In the past 20 years, mortgage refinancing has grown to be an investor’s resource for raising capital. Not that big of a surprise, considering we’ve seen mortgage rates dip during the past few years. At the height of the foreclosure housing crisis, rates averaged about 5%-6% for a 30-year fixed-rate investment property mortgage.
Today, the average rate for a 30-year fixed mortgage is about 5.26%. This rate point allows investors a chance to save by lowering their payments.
Borrower: John Smith
Property: Single Family Home
Type: Fix & Hold/Rental
Term: 12 Month Short Term loan with a higher interest rate
Finances: the situation has improved, property cash flowing, and credit score has increased.
Determination: refinancing is worth the effort.
In this case, it makes sense to refinance. Amid a looming recession brought on by the pandemic and rates are fixing to rise in the months to follow, refinancing is plausible. While refinancing may not be right for every investor it’s wise to make sure this strategy works for you. Get familiar with your options as you build your portfolio. The better your experience and credit history the better opportunities come your way. Here’s everything you need to know about refinancing your investment property. From how to start the process, to figuring out if it’s the right thing to do.
☛Estimating Refinancing Costs
In every aspect related to investing it is best to step in with your eyes wide open. As a rule of thumb, refinancing will generally cost from 3% to 6% of your loan’s principal value. As a savvy investor, you should be sure to shop around to make sure you’re getting the best deal for your situation.
Since you’re essentially applying for a new loan, there will most likely be fees if you choose to refinance. Because of this, it’s important to consider those costs compared to the potential savings. A good rule of thumb is to make sure you can recover the cost of the refinance in 2-3 years
Today, the internet is filled to the brim with a variety of online calculators. These lender-sponsored tools help to determine your refinance costs. Unfortunately, this information is not always accurate because all lenders are different. Especially, if you are using private funding or investment capital. The lender will provide you with a rate quote that includes origination fees for your new loan. These fees include points and closing costs. At times, lenders may not charge origination fees. In that case, they may instead, charge the borrower a higher interest rate. So, look for the best-case scenario for your investment strategy.

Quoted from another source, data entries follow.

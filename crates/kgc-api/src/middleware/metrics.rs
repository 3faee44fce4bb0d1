//! Metrics tracking middleware
//!
//! Tracks request counts, latency, and status codes per endpoint
//!
//! Author: hephaex@gmail.com

use crate::state::AppContext;
use axum::{
    extract::{MatchedPath, Request, State},
    middleware::Next,
    response::Response,
};
use std::sync::Arc;
use std::time::Instant;

/// Metrics tracking middleware
///
/// Records:
/// - Total request count
/// - Request count and latency per endpoint
/// - Response status codes
pub async fn metrics_middleware(
    State(state): State<Arc<AppContext>>,
    request: Request,
    next: Next,
) -> Response {
    let start = Instant::now();
    let endpoint = endpoint_label(&request);

    let response = next.run(request).await;

    let latency_us = start.elapsed().as_micros() as u64;
    state.increment_requests();
    state
        .record_request(endpoint, response.status().as_u16(), latency_us)
        .await;

    response
}

/// Route template when matched, so unknown paths share one bucket
fn endpoint_label(request: &Request) -> String {
    request
        .extensions()
        .get::<MatchedPath>()
        .map(|path| path.as_str().to_string())
        .unwrap_or_else(|| "unmatched".to_string())
}
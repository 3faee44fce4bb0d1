//! Named entity recognition handler
//!
//! Author: hephaex@gmail.com

use crate::error::{AppError, CODE_SUCCESS};
use crate::handlers::run_blocking;
use crate::state::AppContext;
use axum::{
    extract::{rejection::JsonRejection, State},
    Json,
};
use serde::{Deserialize, Serialize};
use std::sync::Arc;
use utoipa::ToSchema;

/// NER request body
#[derive(Debug, Deserialize, ToSchema)]
pub struct NerRequest {
    /// Text to annotate
    #[schema(example = "Send the report to ops@example.com by 2024-03-01.")]
    #[serde(default)]
    pub text: String,
}

/// NER response body
#[derive(Debug, Serialize, Deserialize, ToSchema)]
pub struct NerResponse {
    #[schema(example = 0)]
    pub code: i32,
    #[schema(example = "success")]
    pub msg: String,
    /// Annotations serialized as a JSON array of
    /// `{text, entity_type, start, end, confidence}`
    pub text: String,
}

/// Tag entity spans in free text
#[utoipa::path(
    post,
    path = "/ner",
    tag = "ner",
    request_body = NerRequest,
    responses(
        (status = 200, description = "Annotations", body = NerResponse),
        (status = 400, description = "Invalid request", body = crate::error::ApiError),
        (status = 504, description = "Recognizer timed out", body = crate::error::ApiError)
    )
)]
pub async fn ner_handler(
    State(state): State<Arc<AppContext>>,
    payload: Result<Json<NerRequest>, JsonRejection>,
) -> Result<Json<NerResponse>, AppError> {
    let Json(req) = payload?;

    let annotations = run_blocking(&state, move |ctx| ctx.ner.annotate(&req.text)).await?;

    Ok(Json(NerResponse {
        code: CODE_SUCCESS,
        msg: "success".to_string(),
        text: annotations,
    }))
}
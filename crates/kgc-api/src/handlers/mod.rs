//! API handlers
//!
//! Author: hephaex@gmail.com

pub mod health;
pub mod kgc;
pub mod ner;

use crate::error::AppError;
use crate::state::AppContext;
use std::sync::Arc;

/// Run a CPU-bound model call off the async runtime, bounded by the
/// configured request timeout.
///
/// A blocking task cannot be cancelled: on timeout the caller gets
/// `AppError::Timeout` while the call runs to completion on the blocking
/// pool. Repeatable work such as the benchmark is cached in `AppContext`
/// so slow calls do not stack up.
pub(crate) async fn run_blocking<T, F>(state: &Arc<AppContext>, call: F) -> Result<T, AppError>
where
    T: Send + 'static,
    F: FnOnce(&AppContext) -> kgc_core::Result<T> + Send + 'static,
{
    let timeout = state.request_timeout();
    let ctx = Arc::clone(state);
    let task = tokio::task::spawn_blocking(move || call(&ctx));

    match tokio::time::timeout(timeout, task).await {
        Ok(Ok(result)) => result.map_err(AppError::from),
        Ok(Err(e)) => Err(AppError::Internal(format!("Model task failed: {e}"))),
        Err(_) => Err(AppError::Timeout(timeout.as_secs())),
    }
}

Investors with credit scores above 760+ are considered top-tier borrowers. According to FICO.com, 59.25% of the American population has a credit score of 700 or above. Additionally, only 1.6% of the population has a perfect score of 850. So, if you fall within the parameters of 700-850 lenders will give you the keys to the kingdom. A combination of good credit history, coupled with a strong investment track record can open doors for you. Lenders like ROGP Capital will reward you with capital that can help grow your portfolio. Rewards may include offering competitive rates, fast funding, and no hidden fees. Additionally, developing a solid partnership with your lender and including them as part of your team is a smart move when developing your portfolio.

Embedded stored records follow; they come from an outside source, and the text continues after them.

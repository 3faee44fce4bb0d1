//! Triple dataset loading
//!
//! Reads delimited triple files (`head<TAB>relation<TAB>tail`, one per line)
//! and maps labels to integer ids. The vocabulary is built from the training
//! split and shared, never rebuilt, by the testing and validation splits so
//! ids stay consistent across splits.

use std::collections::{HashMap, HashSet};
use std::path::{Path, PathBuf};
use std::sync::Arc;

use serde::{Deserialize, Serialize};

use crate::config::DataConfig;
use crate::{KgcError, MappedTriple, Result, Triple};

/// Default field delimiter for triple files
pub const DEFAULT_DELIMITER: char = '\t';

// ============================================================================
// Vocabulary
// ============================================================================

/// Bidirectional label <-> id mapping, ids in order of first appearance
#[derive(Debug, Clone, Default, PartialEq, Eq)]
pub struct LabelIndex {
    to_id: HashMap<String, usize>,
    labels: Vec<String>,
}

impl LabelIndex {
    pub fn new() -> Self {
        Self::default()
    }

    /// Id of `label`, assigning the next free id if unseen
    pub fn get_or_insert(&mut self, label: &str) -> usize {
        if let Some(&id) = self.to_id.get(label) {
            return id;
        }
        let id = self.labels.len();
        self.labels.push(label.to_string());
        self.to_id.insert(label.to_string(), id);
        id
    }

    pub fn id(&self, label: &str) -> Option<usize> {
        self.to_id.get(label).copied()
    }

    pub fn label(&self, id: usize) -> Option<&str> {
        self.labels.get(id).map(String::as_str)
    }

    /// Labels ordered by id
    pub fn labels(&self) -> &[String] {
        &self.labels
    }

    /// Label to id mapping
    pub fn to_id(&self) -> &HashMap<String, usize> {
        &self.to_id
    }

    pub fn len(&self) -> usize {
        self.labels.len()
    }

    pub fn is_empty(&self) -> bool {
        self.labels.is_empty()
    }
}

impl FromIterator<String> for LabelIndex {
    fn from_iter<I: IntoIterator<Item = String>>(iter: I) -> Self {
        let mut index = Self::new();
        for label in iter {
            index.get_or_insert(&label);
        }
        index
    }
}

/// Entity and relation vocabularies of a knowledge graph
#[derive(Debug, Clone, Default, PartialEq, Eq)]
pub struct Vocabulary {
    pub entities: LabelIndex,
    pub relations: LabelIndex,
}

impl Vocabulary {
    /// Build a vocabulary from triples in file order (head, then tail)
    pub fn from_triples<'a>(triples: impl IntoIterator<Item = &'a Triple>) -> Self {
        let mut vocab = Self::default();
        for triple in triples {
            vocab.entities.get_or_insert(&triple.head);
            vocab.relations.get_or_insert(&triple.relation);
            vocab.entities.get_or_insert(&triple.tail);
        }
        vocab
    }

    pub fn entity_id(&self, label: &str) -> Result<usize> {
        self.entities
            .id(label)
            .ok_or_else(|| KgcError::UnknownEntity(label.to_string()))
    }

    pub fn relation_id(&self, label: &str) -> Result<usize> {
        self.relations
            .id(label)
            .ok_or_else(|| KgcError::UnknownRelation(label.to_string()))
    }

    pub fn entity_label(&self, id: usize) -> Option<&str> {
        self.entities.label(id)
    }

    pub fn relation_label(&self, id: usize) -> Option<&str> {
        self.relations.label(id)
    }

    pub fn num_entities(&self) -> usize {
        self.entities.len()
    }

    pub fn num_relations(&self) -> usize {
        self.relations.len()
    }

    /// Map a labeled triple; every label must already be known
    pub fn map_triple(&self, triple: &Triple) -> Result<MappedTriple> {
        Ok(MappedTriple::new(
            self.entity_id(&triple.head)?,
            self.relation_id(&triple.relation)?,
            self.entity_id(&triple.tail)?,
        ))
    }

    /// Labels of a mapped triple, `None` if an id is out of range
    pub fn label_triple(&self, triple: &MappedTriple) -> Option<Triple> {
        Some(Triple::new(
            self.entity_label(triple.head)?,
            self.relation_label(triple.relation)?,
            self.entity_label(triple.tail)?,
        ))
    }
}

// ============================================================================
// Parsing
// ============================================================================

/// Parse delimited triples from `content`.
///
/// Blank lines and `#` comments are skipped. `source` only labels errors.
pub fn parse_triples(content: &str, delimiter: char, source: &Path) -> Result<Vec<Triple>> {
    let mut triples = Vec::new();

    for (idx, raw) in content.lines().enumerate() {
        let line = raw.trim_end_matches('\r');
        if line.trim().is_empty() || line.trim_start().starts_with('#') {
            continue;
        }

        let fields: Vec<&str> = line.split(delimiter).map(str::trim).collect();
        match fields.as_slice() {
            [head, relation, tail]
                if !head.is_empty() && !relation.is_empty() && !tail.is_empty() =>
            {
                triples.push(Triple::new(*head, *relation, *tail));
            }
            _ => {
                return Err(KgcError::MalformedLine {
                    path: source.to_path_buf(),
                    line: idx + 1,
                    content: line.to_string(),
                })
            }
        }
    }

    Ok(triples)
}

/// Read a delimited triple file
pub fn load_triples(path: impl AsRef<Path>, delimiter: char) -> Result<Vec<Triple>> {
    let path = path.as_ref();
    let content = std::fs::read_to_string(path).map_err(|e| KgcError::Io {
        path: path.to_path_buf(),
        source: e,
    })?;
    parse_triples(&content, delimiter, path)
}

// ============================================================================
// Triples Factory
// ============================================================================

/// One dataset split: id-mapped triples over a (possibly shared) vocabulary
#[derive(Debug, Clone)]
pub struct TriplesFactory {
    vocabulary: Arc<Vocabulary>,
    triples: Vec<MappedTriple>,
    index: HashSet<MappedTriple>,
}

impl TriplesFactory {
    /// Build a split and its own vocabulary
    pub fn from_triples(triples: &[Triple]) -> Self {
        let vocabulary = Arc::new(Vocabulary::from_triples(triples));
        let mapped: Vec<MappedTriple> = triples
            .iter()
            .filter_map(|t| vocabulary.map_triple(t).ok())
            .collect();
        Self::from_parts(vocabulary, mapped)
    }

    /// Build a split over an existing vocabulary.
    ///
    /// Fails with `UnknownEntity` / `UnknownRelation` on the first label the
    /// vocabulary does not contain.
    pub fn from_triples_with_vocabulary(
        triples: &[Triple],
        vocabulary: Arc<Vocabulary>,
    ) -> Result<Self> {
        let mapped = triples
            .iter()
            .map(|t| vocabulary.map_triple(t))
            .collect::<Result<Vec<_>>>()?;
        Ok(Self::from_parts(vocabulary, mapped))
    }

    pub fn from_path(path: impl AsRef<Path>, delimiter: char) -> Result<Self> {
        let triples = load_triples(path.as_ref(), delimiter)?;
        let factory = Self::from_triples(&triples);
        tracing::debug!(
            path = %path.as_ref().display(),
            triples = factory.num_triples(),
            entities = factory.num_entities(),
            relations = factory.num_relations(),
            "Loaded training triples"
        );
        Ok(factory)
    }

    pub fn from_path_with_vocabulary(
        path: impl AsRef<Path>,
        delimiter: char,
        vocabulary: Arc<Vocabulary>,
    ) -> Result<Self> {
        let triples = load_triples(path.as_ref(), delimiter)?;
        let factory = Self::from_triples_with_vocabulary(&triples, vocabulary)?;
        tracing::debug!(
            path = %path.as_ref().display(),
            triples = factory.num_triples(),
            "Loaded triples with shared vocabulary"
        );
        Ok(factory)
    }

    fn from_parts(vocabulary: Arc<Vocabulary>, triples: Vec<MappedTriple>) -> Self {
        let index = triples.iter().copied().collect();
        Self {
            vocabulary,
            triples,
            index,
        }
    }

    pub fn vocabulary(&self) -> &Arc<Vocabulary> {
        &self.vocabulary
    }

    pub fn mapped_triples(&self) -> &[MappedTriple] {
        &self.triples
    }

    /// Labeled triples in insertion order
    pub fn labeled_triples(&self) -> impl Iterator<Item = Triple> + '_ {
        self.triples
            .iter()
            .filter_map(|t| self.vocabulary.label_triple(t))
    }

    /// Whether this split contains the triple
    pub fn contains(&self, triple: &MappedTriple) -> bool {
        self.index.contains(triple)
    }

    pub fn num_entities(&self) -> usize {
        self.vocabulary.num_entities()
    }

    pub fn num_relations(&self) -> usize {
        self.vocabulary.num_relations()
    }

    pub fn num_triples(&self) -> usize {
        self.triples.len()
    }

    pub fn is_empty(&self) -> bool {
        self.triples.is_empty()
    }
}

// ============================================================================
// Dataset
// ============================================================================

/// Training, testing and optional validation splits over one vocabulary
#[derive(Debug, Clone)]
pub struct Dataset {
    pub training: TriplesFactory,
    pub testing: TriplesFactory,
    pub validation: Option<TriplesFactory>,
}

/// Split sizes for status endpoints and the CLI
#[derive(Debug, Clone, Serialize, Deserialize)]
pub struct DatasetSummary {
    pub num_entities: usize,
    pub num_relations: usize,
    pub training_triples: usize,
    pub testing_triples: usize,
    pub validation_triples: Option<usize>,
}

impl Dataset {
    /// Load all splits named by `config`, training first
    pub fn load(config: &DataConfig) -> Result<Self> {
        Self::from_paths(
            &config.training_path,
            &config.testing_path,
            config.validation_path.as_deref(),
            config.delimiter,
        )
    }

    pub fn from_paths(
        training: &Path,
        testing: &Path,
        validation: Option<&Path>,
        delimiter: char,
    ) -> Result<Self> {
        let training = TriplesFactory::from_path(training, delimiter)?;
        let vocabulary = training.vocabulary().clone();

        let testing =
            TriplesFactory::from_path_with_vocabulary(testing, delimiter, vocabulary.clone())?;
        let validation = validation
            .map(|path| TriplesFactory::from_path_with_vocabulary(path, delimiter, vocabulary))
            .transpose()?;

        let dataset = Self {
            training,
            testing,
            validation,
        };
        tracing::info!(summary = ?dataset.summary(), "Dataset loaded");
        Ok(dataset)
    }

    pub fn vocabulary(&self) -> &Arc<Vocabulary> {
        self.training.vocabulary()
    }

    pub fn summary(&self) -> DatasetSummary {
        DatasetSummary {
            num_entities: self.training.num_entities(),
            num_relations: self.training.num_relations(),
            training_triples: self.training.num_triples(),
            testing_triples: self.testing.num_triples(),
            validation_triples: self.validation.as_ref().map(TriplesFactory::num_triples),
        }
    }
}

/// Paths of a dataset directory laid out as `train.txt`, `test.txt`, `valid.txt`
pub fn split_paths(dir: impl AsRef<Path>) -> (PathBuf, PathBuf, PathBuf) {
    let dir = dir.as_ref();
    (
        dir.join("train.txt"),
        dir.join("test.txt"),
        dir.join("valid.txt"),
    )
}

Determine your plan for the refinance option. Anytime you pool your cash for investment, make sure you develop a good plan of action. There are several mortgage loan types, but “rate and term” and “cash-out” are the two most common. Bridge loan programs and rental loan programs for multi-family and commercial properties are also very popular with investors that have portfolios. We will discuss these programs later in an upcoming article.
☛Rate and Term- when you refinance a loan for “rate and term” you are revising your loan’s interest for a better one. The term (or length) of the loan can also be a concern. So, refinancing a mortgage can be attributed to either rate, term, or both. You can also switch from an adjustable-rate to a fixed rate and vice versa.

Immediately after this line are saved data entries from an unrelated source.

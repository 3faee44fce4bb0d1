//! KGC API - HTTP server
//!
//! Serves triple completion and named entity recognition over a model that is
//! loaded once at startup and shared read-only.

pub mod error;
pub mod handlers;
pub mod middleware;
pub mod state;

#[cfg(any(test, feature = "test-utils"))]
pub mod testing;

use axum::{
    http::{header, HeaderValue, Method, Uri},
    routing::{get, post},
    Json, Router,
};
use error::AppError;
use handlers::{health, kgc, ner};
use kgc_core::config::ServerConfig;
use state::AppContext;
use std::sync::Arc;
use tower_http::{
    cors::{AllowOrigin, CorsLayer},
    trace::TraceLayer,
};
use utoipa::OpenApi;

/// OpenAPI document
#[derive(OpenApi)]
#[openapi(
    info(
        title = "KGC API",
        description = "Knowledge graph completion and named entity recognition"
    ),
    paths(
        ner::ner_handler,
        kgc::kgc_handler,
        kgc::predict_handler,
        kgc::benchmark_handler,
        health::health_check,
        health::readiness_check,
        health::metrics,
    ),
    components(schemas(
        error::ApiError,
        ner::NerRequest,
        ner::NerResponse,
        kgc::KgcRequest,
        kgc::KgcResponse,
        kgc::PredictRequest,
        kgc::PredictResponse,
        kgc::CandidateView,
        kgc::BenchmarkResponse,
        health::HealthResponse,
    )),
    tags(
        (name = "kgc", description = "Triple completion"),
        (name = "ner", description = "Named entity recognition"),
        (name = "health", description = "Liveness, readiness and metrics")
    )
)]
pub struct ApiDoc;

async fn openapi_json() -> Json<utoipa::openapi::OpenApi> {
    Json(ApiDoc::openapi())
}

async fn not_found() -> AppError {
    AppError::NotFound("No such endpoint".to_string())
}

async fn method_not_allowed(method: Method, uri: Uri) -> AppError {
    AppError::MethodNotAllowed(format!("Method {method} not allowed on {}", uri.path()))
}

/// Build the application router over a loaded context
pub fn create_router(state: Arc<AppContext>) -> Router {
    let router = Router::new()
        .route("/ner", post(ner::ner_handler))
        .route("/kgc", post(kgc::kgc_handler))
        .route("/kgc/predict", post(kgc::predict_handler))
        .route("/kgc/benchmark", get(kgc::benchmark_handler))
        .route("/health", get(health::health_check))
        .route("/ready", get(health::readiness_check))
        .route("/metrics", get(health::metrics))
        .route("/api-docs/openapi.json", get(openapi_json))
        .fallback(not_found)
        .method_not_allowed_fallback(method_not_allowed)
        .layer(axum::middleware::from_fn_with_state(
            state.clone(),
            middleware::metrics_middleware,
        ))
        .layer(TraceLayer::new_for_http());

    let router = match cors_layer(&state.config.server) {
        Some(cors) => router.layer(cors),
        None => router,
    };

    router.with_state(state)
}

/// Router over the in-memory toy context, for integration tests
#[cfg(feature = "test-utils")]
pub fn create_router_for_testing() -> Router {
    create_router(Arc::new(testing::toy_context()))
}

fn cors_layer(config: &ServerConfig) -> Option<CorsLayer> {
    if !config.cors_enabled {
        return None;
    }
    if config.cors_origins.is_empty() {
        return Some(CorsLayer::permissive());
    }

    let origins: Vec<HeaderValue> = config
        .cors_origins
        .iter()
        .filter_map(|origin| match origin.parse() {
            Ok(value) => Some(value),
            Err(_) => {
                tracing::warn!(origin = %origin, "Ignoring invalid CORS origin");
                None
            }
        })
        .collect();

    Some(
        CorsLayer::new()
            .allow_origin(AllowOrigin::list(origins))
            .allow_methods([Method::GET, Method::POST])
            .allow_headers([header::CONTENT_TYPE]),
    )
}

#[cfg(test)]
mod tests {
    use super::*;

    #[test]
    fn test_cors_disabled() {
        let config = ServerConfig {
            cors_enabled: false,
            ..Default::default()
        };
        assert!(cors_layer(&config).is_none());
    }

    #[test]
    fn test_cors_origin_list() {
        let config = ServerConfig {
            cors_origins: vec!["http://localhost:3000".to_string(), "bad\norigin".to_string()],
            ..Default::default()
        };
        assert!(cors_layer(&config).is_some());
    }

    #[test]
    fn test_openapi_lists_endpoints() {
        let doc = ApiDoc::openapi();
        for path in ["/ner", "/kgc", "/kgc/predict", "/kgc/benchmark", "/health"] {
            assert!(doc.paths.paths.contains_key(path), "missing {path}");
        }
    }
}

Keep in mind, that once you determine your goal, your primary focus will be determining whether the fees are worth what you’ll gain as an investor.
☛Cash-Out- With a “cash-out” refinance, you withdraw all or a part of your increased equity. This is usually done to fund common repairs or invest in more property. This is an excellent tool if you use it wisely. it’s rarely advisable to take out more than you absolutely need.
Fix & flip investors, usually get short term loans (6-36 Months). The property gets rehabbed and completed. A new appraisal is requested with the current After Repair Value (ARV). If done correctly, the property appraises for more after repairs. This allows an investor to cash out some of the equity and opt for a long-term loan with optimal rates. Keep in mind, that not every refinance processed will save you money on interest. It all depends on the current rates at the time of the loan submission.
☛Steps to take before and during your refi
STEP 1. Check your credit score and credit history for any anomalies. Your credit score determines your rate. It’s that simple. Taking a proactive approach to your credit history is the best tactic. Track and manage errors and focus on taking steps to boost your credit.
STEP 2. As an investor, it’s important to know the value of your investment. Stay tuned to comparable sales prices in your market so you know their value. Keep up with your investment market trends and dips. If the value of your investment property has gone up significantly and improves your loan-to-value ratio (LTV), this will be ideal. It will also help you secure the best refinancing rate and cash-out amount.
STEP 3. Rate shop online. Compare traditional and private funding options. Both capital opportunities are worthy, but they are very different. Traditional banks are not keen on funding investors but their rates are better. They also tend to take longer (60-90 days). Private funding options however may be a bit higher, but they fund faster (5-30 days), are investor-friendly and are more flexible. Also, don’t forget to ask about all costs and fees involved. Most lenders should be able to give you an estimate, but the accuracy can depend on many factors. Understanding your credit score and LTV ratio is paramount when shopping around for funding.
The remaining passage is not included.